Un article en page 3 de la Dépêche de Brest du 18 octobre 1936 décrit l’activité qui, le 18 octobre 1937, aboutira à la mise en service de la BAN de Lanvéoc-Poulmic. Vous noterez que l’article a été écrit juste un an avant l’ouverture de la BAN. Ce premier article sera suivi de l’extrait d’un article du Matin du 29 juillet 1938, environ un an après cette ouverture. Il y a, dans ces deux articles, des détails intéressants sur les infrastructures de cette base.
Introduction :
Les travaux d’aménagement de la base aéronautique de Lanvéoc-Poulmic ont duré plus longtemps qu’on l’avait prévu. Il est probable qu’avions et hydravions ne pourront l’utiliser avant le printemps prochain.
Nul n’ignore que ce retard est dû, en grande partie, au manque de direction unique : l’examen des projets et le contrôle des travaux ayant été confiés au ministère de l’Air, n’attribuant que parcimonieusement, à la Marine les crédits nécessaires, après de longues discussions.

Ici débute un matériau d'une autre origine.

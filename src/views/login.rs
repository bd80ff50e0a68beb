//! Login view

use super::{is_missing, ViewContext};
use crate::error::{ClientError, ClientResult};
use crate::navigation::Route;

/// Shown when login fails without a backend message
pub const LOGIN_DEFAULT_ERROR: &str = "Invalid email or password";

#[derive(Debug, Clone, Default, PartialEq, Eq)]
pub struct LoginForm {
    pub email: String,
    pub password: String,
}

impl LoginForm {
    pub fn missing_required(&self) -> Option<&'static str> {
        if is_missing(&self.email) {
            Some("email")
        } else if is_missing(&self.password) {
            Some("password")
        } else {
            None
        }
    }
}

pub struct LoginView {
    ctx: ViewContext,
    pub form: LoginForm,
    error: Option<String>,
}

impl LoginView {
    pub fn new(ctx: ViewContext) -> Self {
        Self {
            ctx,
            form: LoginForm::default(),
            error: None,
        }
    }

    pub fn error(&self) -> Option<&str> {
        self.error.as_deref()
    }

    /// Post the credentials; on success store the session and go home.
    pub async fn submit(&mut self) -> ClientResult<()> {
        self.error = None;

        if let Some(field) = self.form.missing_required() {
            let err = ClientError::MissingField(field);
            self.error = Some(err.user_message(LOGIN_DEFAULT_ERROR));
            return Err(err);
        }

        match self
            .ctx
            .backend
            .login(&self.form.email, &self.form.password)
            .await
        {
            Ok(session) => {
                self.ctx.session.login(session);
                self.ctx.navigator.navigate(Route::Home);
                Ok(())
            }
            Err(err) => {
                self.error = Some(err.user_message(LOGIN_DEFAULT_ERROR));
                Err(err)
            }
        }
    }
}
//! Client-side routes.

use std::fmt;
use std::sync::Arc;
use tokio::sync::watch;

/// Screens the client can show
#[derive(Debug, Clone, Copy, PartialEq, Eq)]
pub enum Route {
    Login,
    Register,
    /// Application list, the main view after login
    Home,
    AddApplication,
}

impl Route {
    pub fn path(&self) -> &'static str {
        match self {
            Route::Login => "/login",
            Route::Register => "/register",
            Route::Home => "/home",
            Route::AddApplication => "/add-application",
        }
    }
}

impl fmt::Display for Route {
    fn fmt(&self, f: &mut fmt::Formatter<'_>) -> fmt::Result {
        f.write_str(self.path())
    }
}

/// Shared handle to the current route
#[derive(Clone)]
pub struct Navigator {
    tx: Arc<watch::Sender<Route>>,
}

impl Default for Navigator {
    fn default() -> Self {
        Self::new(Route::Login)
    }
}

impl Navigator {
    pub fn new(initial: Route) -> Self {
        let (tx, _rx) = watch::channel(initial);
        Self { tx: Arc::new(tx) }
    }

    pub fn current(&self) -> Route {
        *self.tx.borrow()
    }

    pub fn navigate(&self, route: Route) {
        let previous = self.tx.send_replace(route);
        if previous != route {
            tracing::info!(from = %previous, to = %route, "Navigate");
        }
    }
}

#[cfg(test)]
mod tests {
    use super::*;

    #[test]
    fn test_route_paths() {
        assert_eq!(Route::Login.path(), "/login");
        assert_eq!(Route::AddApplication.to_string(), "/add-application");
    }

    #[test]
    fn test_navigate_is_shared_between_handles() {
        let nav = Navigator::default();
        assert_eq!(nav.current(), Route::Login);

        nav.clone().navigate(Route::Home);
        assert_eq!(nav.current(), Route::Home);
    }
}
//! In-memory backend for view tests.

use async_trait::async_trait;
use std::collections::HashMap;
use std::sync::atomic::{AtomicBool, Ordering};
use std::sync::{Arc, Mutex};
use tokio::sync::Notify;

use super::ViewContext;
use crate::api::{InsightRequest, TrackerBackend};
use crate::config::UiConfig;
use crate::error::{ClientError, ClientResult};
use crate::models::{
    ApplicationRecord, InsightKind, InsightPayload, InterviewPrepTip, NewApplication, Session,
    SkillAnalysis, SkillRecommendation,
};

#[derive(Default)]
pub(crate) struct FakeBackend {
    calls: Mutex<Vec<&'static str>>,
    records: Mutex<Vec<ApplicationRecord>>,
    failures: Mutex<HashMap<&'static str, Option<String>>>,
    hold_insights: AtomicBool,
    release: Notify,
    last_created: Mutex<Option<NewApplication>>,
}

impl FakeBackend {
    pub fn new() -> Arc<Self> {
        Arc::new(Self::default())
    }

    pub fn with_records(records: Vec<ApplicationRecord>) -> Arc<Self> {
        let backend = Self::default();
        *backend.records.lock().unwrap() = records;
        Arc::new(backend)
    }

    /// Make `call` fail with a 400 carrying `message`
    pub fn fail(&self, call: &'static str, message: Option<&str>) {
        self.failures
            .lock()
            .unwrap()
            .insert(call, message.map(str::to_string));
    }

    pub fn heal(&self, call: &'static str) {
        self.failures.lock().unwrap().remove(call);
    }

    /// Park insight requests until [`FakeBackend::release_insight`]
    pub fn hold_insights(&self) {
        self.hold_insights.store(true, Ordering::SeqCst);
    }

    pub fn release_insight(&self) {
        self.release.notify_one();
    }

    pub fn count(&self, call: &str) -> usize {
        self.calls.lock().unwrap().iter().filter(|c| **c == call).count()
    }

    pub fn last_created(&self) -> Option<NewApplication> {
        self.last_created.lock().unwrap().clone()
    }

    fn enter(&self, call: &'static str) -> ClientResult<()> {
        self.calls.lock().unwrap().push(call);
        match self.failures.lock().unwrap().get(call) {
            Some(message) => Err(ClientError::Backend {
                status: 400,
                message: message.clone(),
            }),
            None => Ok(()),
        }
    }
}

#[async_trait]
impl TrackerBackend for FakeBackend {
    async fn login(&self, _email: &str, password: &str) -> ClientResult<Session> {
        self.enter("login")?;
        if password != "pw" {
            return Err(ClientError::Backend {
                status: 401,
                message: None,
            });
        }
        Ok(session("u1"))
    }

    async fn register(
        &self,
        _name: &str,
        _email: &str,
        _password: &str,
    ) -> ClientResult<Option<String>> {
        self.enter("register")?;
        Ok(Some("User registered successfully".to_string()))
    }

    async fn list_applications(&self, session: &Session) -> ClientResult<Vec<ApplicationRecord>> {
        self.enter("list")?;
        Ok(self
            .records
            .lock()
            .unwrap()
            .iter()
            .filter(|r| r.user_id.as_deref() == Some(session.user_id.as_str()))
            .cloned()
            .collect())
    }

    async fn create_application(
        &self,
        _session: &Session,
        application: &NewApplication,
    ) -> ClientResult<Option<ApplicationRecord>> {
        self.enter("create")?;
        *self.last_created.lock().unwrap() = Some(application.clone());
        Ok(None)
    }

    async fn delete_application(&self, _session: &Session, id: &str) -> ClientResult<()> {
        self.enter("delete")?;
        self.records.lock().unwrap().retain(|r| r.id != id);
        Ok(())
    }

    async fn request_insight(
        &self,
        _session: &Session,
        kind: InsightKind,
        request: &InsightRequest,
    ) -> ClientResult<InsightPayload> {
        if self.hold_insights.load(Ordering::SeqCst) {
            self.release.notified().await;
        }
        self.enter("insight")?;

        Ok(match kind {
            InsightKind::SkillRecommendations => InsightPayload::Skills(vec![SkillRecommendation {
                skill: format!("{} skill", request.company),
                course_name: "Course".to_string(),
                provider: "Provider".to_string(),
                description: "Description".to_string(),
            }]),
            InsightKind::InterviewPrep => InsightPayload::Interview(vec![InterviewPrepTip {
                platform_name: "LeetCode".to_string(),
                url: "https://leetcode.com".to_string(),
                focus: request.job.clone(),
                category: "Technical".to_string(),
            }]),
            InsightKind::SkillAnalysis => InsightPayload::SkillAnalysis(SkillAnalysis {
                matched_skills: vec!["Rust".to_string()],
                improve_skills: vec!["SQL".to_string()],
                missing_skills: vec!["Kubernetes".to_string()],
            }),
        })
    }
}

pub(crate) fn session(user_id: &str) -> Session {
    Session {
        email: "a@b.com".to_string(),
        user_id: user_id.to_string(),
        username: "A".to_string(),
        token: "t1".to_string(),
    }
}

pub(crate) fn record(id: &str, user_id: &str, details: &str) -> ApplicationRecord {
    ApplicationRecord {
        id: id.to_string(),
        company: format!("Company {}", id),
        job: "Intern".to_string(),
        job_details: details.to_string(),
        deadline: "2025-03-09".to_string(),
        contact_info: None,
        user_id: Some(user_id.to_string()),
    }
}

pub(crate) fn context(backend: Arc<FakeBackend>) -> ViewContext {
    let ui = UiConfig {
        register_redirect_ms: 20,
        ..UiConfig::default()
    };
    ViewContext::new(backend, ui)
}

Il a fallu plus de trois ans pour coordonner les efforts permettant de faire correspondre à l’importance de son rôle à l’état de notre aviation maritime. En fait, l’entente entre les ministères de la Marine et de l’Air n’est réalisée que depuis peu, à la suite de décrets préparés par M. Piétri, ratifiés par M. Gasnier-Duparc.
L’aviation maritime autonome dépend toujours du ministère de l’Air, qui la prête à la Marine, mais cette aviation de coopération, comme l’aviation embarquée, est armée par un personnel spécial : par des marins. Le ministère de l’Air continue, en somme, à fournir le matériel mais en se conformant aux demandes de la Marine.
L’entente, la coopération des deux ministères, l’octroi de crédits suffisants, ont enfin permis d’activer les travaux de Lanvéoc-Poulmic et ils marchent aujourd’hui normalement. On sait qu’ils comprennent deux parties : la base d’hydraviation, près du petit port qu’il a fallu protéger d’une jetée et, sur le plateau qui la domine, la base d’aviation avec son vaste terrain d’atterrissage et d’envol.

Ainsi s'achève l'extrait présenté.